Kemenangan Macan Putih tak lepas dari penampilan gemilang Jose Enrique yang menjadi mimpi buruk lini pertahanan Semen Padang FC. Pemain asal Spanyol itu mencetak dua gol dan membawa Persik tampil dominan sepanjang pertandingan.
Persik bahkan langsung mengejutkan tuan rumah ketika pertandingan baru berjalan dua menit. Berawal dari skema tendangan bebas di sisi kiri penyerangan, Jose Enrique berhasil menyambar bola di depan gawang dan membawa Persik Kediri unggul cepat 1-0.
Gol cepat tersebut membuat pertandingan berjalan dalam tekanan bagi Semen Padang FC yang sebelumnya sudah dipastikan terdegradasi ke Championship Liga 2 musim depan.
Tak berhenti sampai di situ, Persik Kediri terus menekan pertahanan Kabau Sirah. Delapan menit berselang, tim tamu hampir menggandakan keunggulan andaikan peluang jarak dekat Ernesto Gomez tidak berhasil diblok kiper Semen Padang, Rendy Oscario.
Sepanjang babak pertama, Semen Padang FC kesulitan mengembangkan permainan. Minimnya peluang berbahaya membuat tim asuhan Kabau Sirah gagal memberikan ancaman serius ke gawang Persik Kediri.
Hingga turun minum, skor 1-0 untuk keunggulan Persik tetap bertahan.
Memasuki babak kedua, Persik Kediri tampil semakin agresif dan tak memberikan ruang bagi Semen Padang untuk bangkit. Macan Putih bahkan mampu mencetak dua gol tambahan hanya dalam rentang empat menit.
Pada menit ke-51, Jose Enrique kembali mencatatkan namanya di papan skor.

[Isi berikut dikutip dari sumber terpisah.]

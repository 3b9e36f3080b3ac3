//! EC2 instance and image-capture calls

use super::types::{DescribeRequest, RunInstancesParams};
use super::{Ec2Client, non_empty};
use anyhow::{Context, Result};
use aws_sdk_ec2::types::{InstanceType, Reservation};
use tracing::{debug, info};

impl Ec2Client {
    /// Describe instances, following pagination
    pub async fn describe_instances(&self, request: DescribeRequest) -> Result<Vec<Reservation>> {
        debug!(ids = ?request.ids, filters = request.filters.len(), "Describing instances");

        let mut pages = self
            .client
            .describe_instances()
            .set_instance_ids(non_empty(request.ids))
            .set_filters(non_empty(request.filters))
            .into_paginator()
            .send();

        let mut reservations = Vec::new();
        while let Some(page) = pages.next().await {
            let page = page.context("Failed to describe instances")?;
            reservations.extend(page.reservations().iter().cloned());
        }

        Ok(reservations)
    }

    /// Launch one instance and return its reservation
    pub async fn run_instances(&self, params: RunInstancesParams) -> Result<Reservation> {
        info!(
            image_id = %params.image_id,
            instance_type = %params.instance_type,
            subnet_id = ?params.subnet_id,
            "Launching instance"
        );

        let response = self
            .client
            .run_instances()
            .image_id(&params.image_id)
            .instance_type(InstanceType::from(params.instance_type.as_str()))
            .min_count(1)
            .max_count(1)
            .set_key_name(params.key_name)
            .set_security_group_ids(params.security_group_id.map(|sg| vec![sg]))
            .set_subnet_id(params.subnet_id)
            .set_private_ip_address(params.private_ip)
            .set_user_data(params.user_data)
            .set_block_device_mappings(non_empty(params.block_devices))
            .send()
            .await
            .context("Failed to launch instance")?;

        let reservation = Reservation::builder()
            .set_reservation_id(response.reservation_id().map(str::to_string))
            .set_owner_id(response.owner_id().map(str::to_string))
            .set_requester_id(response.requester_id().map(str::to_string))
            .set_groups(Some(response.groups().to_vec()))
            .set_instances(Some(response.instances().to_vec()))
            .build();

        info!(
            reservation_id = ?reservation.reservation_id(),
            instances = reservation.instances().len(),
            "Instance launched"
        );

        Ok(reservation)
    }

    /// Terminate instances
    pub async fn terminate_instances(&self, instance_ids: Vec<String>) -> Result<()> {
        info!(instance_ids = ?instance_ids, "Terminating instances");
        self.client
            .terminate_instances()
            .set_instance_ids(Some(instance_ids))
            .send()
            .await
            .context("Failed to terminate instances")?;
        Ok(())
    }

    pub async fn start_instance(&self, instance_id: &str) -> Result<()> {
        info!(instance_id = %instance_id, "Starting instance");
        self.client
            .start_instances()
            .instance_ids(instance_id)
            .send()
            .await
            .with_context(|| format!("Failed to start instance {}", instance_id))?;
        Ok(())
    }

    pub async fn stop_instance(&self, instance_id: &str) -> Result<()> {
        info!(instance_id = %instance_id, "Stopping instance");
        self.client
            .stop_instances()
            .instance_ids(instance_id)
            .send()
            .await
            .with_context(|| format!("Failed to stop instance {}", instance_id))?;
        Ok(())
    }

    pub async fn reboot_instance(&self, instance_id: &str) -> Result<()> {
        info!(instance_id = %instance_id, "Rebooting instance");
        self.client
            .reboot_instances()
            .instance_ids(instance_id)
            .send()
            .await
            .with_context(|| format!("Failed to reboot instance {}", instance_id))?;
        Ok(())
    }

    /// Create an AMI from a running instance
    pub async fn create_image(
        &self,
        instance_id: &str,
        name: &str,
        description: Option<String>,
    ) -> Result<String> {
        info!(instance_id = %instance_id, name = %name, "Creating image from instance");

        let response = self
            .client
            .create_image()
            .instance_id(instance_id)
            .name(name)
            .set_description(description)
            .send()
            .await
            .with_context(|| format!("Failed to create image from {}", instance_id))?;

        let image_id = response
            .image_id()
            .context("No image ID returned from CreateImage")?
            .to_string();

        info!(image_id = %image_id, "Image creation started");
        Ok(image_id)
    }
}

Gol keduanya dalam pertandingan tersebut sekaligus memperbesar keunggulan Persik menjadi 2-0.
Tambahan gol itu juga membuat Jose Enrique telah mengoleksi 12 gol sepanjang musim ini bersama Persik Kediri di kompetisi BRI Super League 2025/2026.
Empat menit kemudian, Persik Kediri kembali menghukum tuan rumah. Kali ini giliran Adrian Luna yang sukses mencetak gol usai memanfaatkan umpan mendatar Ernesto Gomez dari sisi kanan penyerangan.

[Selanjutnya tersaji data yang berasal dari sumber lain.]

//! Legacy EC2 instance size catalog
//!
//! Short CPU/memory descriptions for the first-generation instance types.
//! Used for display only; the provider remains the source of truth for
//! what an instance actually runs on.

/// Known instance types and their descriptions.
pub const INSTANCE_TYPES: &[(&str, &str)] = &[
    ("t1.micro", "2 EC2 CPU and 613 MB Memory"),
    ("m1.small", "1 EC2 CPU and 1.7 GB Memory"),
    ("m1.large", "4 EC2 CPU and 7.5 GB Memory"),
    ("m1.xlarge", "8 EC2 CPU and 15 GB Memory"),
    ("m2.xlarge", "6.5 EC2 CPU and 17.1 GB Memory"),
    ("m2.2xlarge", "13 EC2 CPU and 34.2 GB Memory"),
    ("m2.4xlarge", "26 EC2 CPU and 68.4 GB Memory"),
    ("c1.medium", "5 EC2 CPU and 1.7 GB Memory"),
    ("c1.xlarge", "20 EC2 CPU and 7 GB Memory"),
    ("cc1.4xlarge", "33.5 EC2 CPU and 23 GB Memory"),
    ("cg1.4xlarge", "33.5 EC2 CPU and 22 GB Memory"),
];

/// Describe an instance type, ignoring ASCII case.
///
/// Returns `None` for types outside the catalog.
pub fn describe_instance_type(instance_type: &str) -> Option<&'static str> {
    INSTANCE_TYPES
        .iter()
        .find(|(name, _)| name.eq_ignore_ascii_case(instance_type))
        .map(|(_, description)| *description)
}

Gol pada menit ke-55 tersebut membuat Persik unggul nyaman 3-0 dan semakin sulit dikejar Semen Padang FC. Kabau Sirah sebenarnya sempat memberikan harapan kepada publik Stadion Haji Agus Salim saat Guillermo Fernandez berhasil menjebol gawang Persik pada menit ke-61.
Gol tersebut tercipta setelah Guillermo menyambar bola muntah hasil tendangan jarak jauh rekannya. Namun, wasit akhirnya menganulir gol itu karena posisi pemain dinilai sudah berada dalam jebakan offside.
Keputusan tersebut membuat Semen Padang FC gagal memperkecil ketertinggalan dan kembali kehilangan momentum untuk bangkit.
Hingga laga berakhir, Semen Padang tetap tidak mampu mencetak gol balasan. Kekalahan 0-3 ini sekaligus memperpanjang tren negatif Kabau Sirah yang kini selalu kalah dalam enam pertandingan terakhir secara beruntun.
Hasil tersebut juga membuat posisi Semen Padang FC tidak berubah di papan bawah klasemen. Dari 32 pertandingan, Kabau Sirah baru mengoleksi 20 poin dan tetap berada di peringkat ke-17.
Sementara itu, kemenangan penting di Padang membuat Persik Kediri berhak naik ke posisi ke-12 klasemen sementara dengan koleksi 39 poin dari 32 laga musim ini. (*)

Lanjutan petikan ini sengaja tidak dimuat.